(Stored items)
BEGIN

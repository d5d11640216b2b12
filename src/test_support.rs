use std::sync::{Mutex, MutexGuard};

use crate::{
    domain::{auth_error::ProviderError, session::Session},
    identity::session_notifier::{SessionNotifier, SessionSubscription},
    usecases::contracts::IdentityProvider,
};

static ENV_LOCK: Mutex<()> = Mutex::new(());

pub fn env_lock() -> MutexGuard<'static, ()> {
    ENV_LOCK.lock().expect("env lock should not be poisoned")
}

#[derive(Debug, Clone, PartialEq, Eq)]
pub enum ProviderCall {
    SignIn { email: String, password: String },
    SignUp { email: String, password: String },
    SignOut,
    ResetEmail { email: String },
}

/// Scripted identity provider. Successful sign-in, sign-up and sign-out are
/// published to subscribers the way the real adapter does.
pub struct StubIdentityProvider {
    pub sign_in_result: Result<Session, ProviderError>,
    pub sign_up_result: Result<Session, ProviderError>,
    pub sign_out_result: Result<(), ProviderError>,
    pub reset_result: Result<(), ProviderError>,
    pub calls: Vec<ProviderCall>,
    pub notifier: SessionNotifier,
}

impl Default for StubIdentityProvider {
    fn default() -> Self {
        Self {
            sign_in_result: Ok(Session::new("uid-1")),
            sign_up_result: Ok(Session::new("uid-new")),
            sign_out_result: Ok(()),
            reset_result: Ok(()),
            calls: Vec::new(),
            notifier: SessionNotifier::new(),
        }
    }
}

impl IdentityProvider for StubIdentityProvider {
    fn sign_in_with_password(
        &mut self,
        email: &str,
        password: &str,
    ) -> Result<Session, ProviderError> {
        self.calls.push(ProviderCall::SignIn {
            email: email.to_owned(),
            password: password.to_owned(),
        });
        if let Ok(session) = &self.sign_in_result {
            self.notifier.publish(Some(session.clone()));
        }
        self.sign_in_result.clone()
    }

    fn sign_up_with_password(
        &mut self,
        email: &str,
        password: &str,
    ) -> Result<Session, ProviderError> {
        self.calls.push(ProviderCall::SignUp {
            email: email.to_owned(),
            password: password.to_owned(),
        });
        if let Ok(session) = &self.sign_up_result {
            self.notifier.publish(Some(session.clone()));
        }
        self.sign_up_result.clone()
    }

    fn sign_out(&mut self) -> Result<(), ProviderError> {
        self.calls.push(ProviderCall::SignOut);
        if self.sign_out_result.is_ok() {
            self.notifier.publish(None);
        }
        self.sign_out_result.clone()
    }

    fn send_password_reset_email(&mut self, email: &str) -> Result<(), ProviderError> {
        self.calls.push(ProviderCall::ResetEmail {
            email: email.to_owned(),
        });
        self.reset_result.clone()
    }

    fn subscribe_session_changes(&self) -> SessionSubscription {
        self.notifier.subscribe()
    }
}
//! Maps identity-provider session notifications onto the shell state.

use crate::{
    domain::shell_state::ShellState,
    identity::session_notifier::{SessionChange, SessionSubscription},
};

use super::contracts::IdentityProvider;

const SESSION_COORDINATOR_STARTED: &str = "SESSION_COORDINATOR_STARTED";
const SESSION_COORDINATOR_STOPPED: &str = "SESSION_COORDINATOR_STOPPED";
const SESSION_SUBSCRIPTION_CLOSED: &str = "SESSION_SUBSCRIPTION_CLOSED";

/// Owns the only long-lived subscription of the shell.
#[derive(Debug, Default)]
pub struct SessionCoordinator {
    subscription: Option<SessionSubscription>,
}

impl SessionCoordinator {
    pub fn new() -> Self {
        Self::default()
    }

    #[cfg(test)]
    pub fn is_started(&self) -> bool {
        self.subscription.is_some()
    }

    /// Subscribes once; later calls keep the existing subscription.
    pub fn start(&mut self, provider: &dyn IdentityProvider) {
        if self.subscription.is_some() {
            return;
        }

        self.subscription = Some(provider.subscribe_session_changes());
        tracing::debug!(code = SESSION_COORDINATOR_STARTED, "session coordinator started");
    }

    /// Applies every pending notification. Returns `true` when any arrived.
    pub fn poll(&mut self, state: &mut ShellState) -> bool {
        let Some(subscription) = &self.subscription else {
            return false;
        };

        let mut changed = false;
        let closed = loop {
            match subscription.try_next() {
                Ok(Some(change)) => {
                    apply_session_change(state, change);
                    changed = true;
                }
                Ok(None) => break false,
                Err(_) => break true,
            }
        };

        if closed {
            tracing::warn!(
                code = SESSION_SUBSCRIPTION_CLOSED,
                "session change stream closed"
            );
            self.subscription = None;
        }

        changed
    }

    pub fn stop(&mut self) {
        if let Some(subscription) = self.subscription.take() {
            subscription.unsubscribe();
            tracing::debug!(code = SESSION_COORDINATOR_STOPPED, "session coordinator stopped");
        }
    }
}

impl Drop for SessionCoordinator {
    fn drop(&mut self) {
        self.stop();
    }
}

/// Principal present selects the chat screen; absent selects login.
pub fn apply_session_change(state: &mut ShellState, change: SessionChange) {
    match change {
        SessionChange::SignedIn(session) => state.session_mut().sign_in(session),
        SessionChange::SignedOut => {
            if state.session().session().is_some() {
                state.reset_profile_name();
            }
            state.session_mut().sign_out();
        }
    }
}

END

Task directions:
Copy every line of the records above that contains "derive".

Your response:
#[derive(Debug, Clone, PartialEq, Eq)]
#[derive(Debug, Default)]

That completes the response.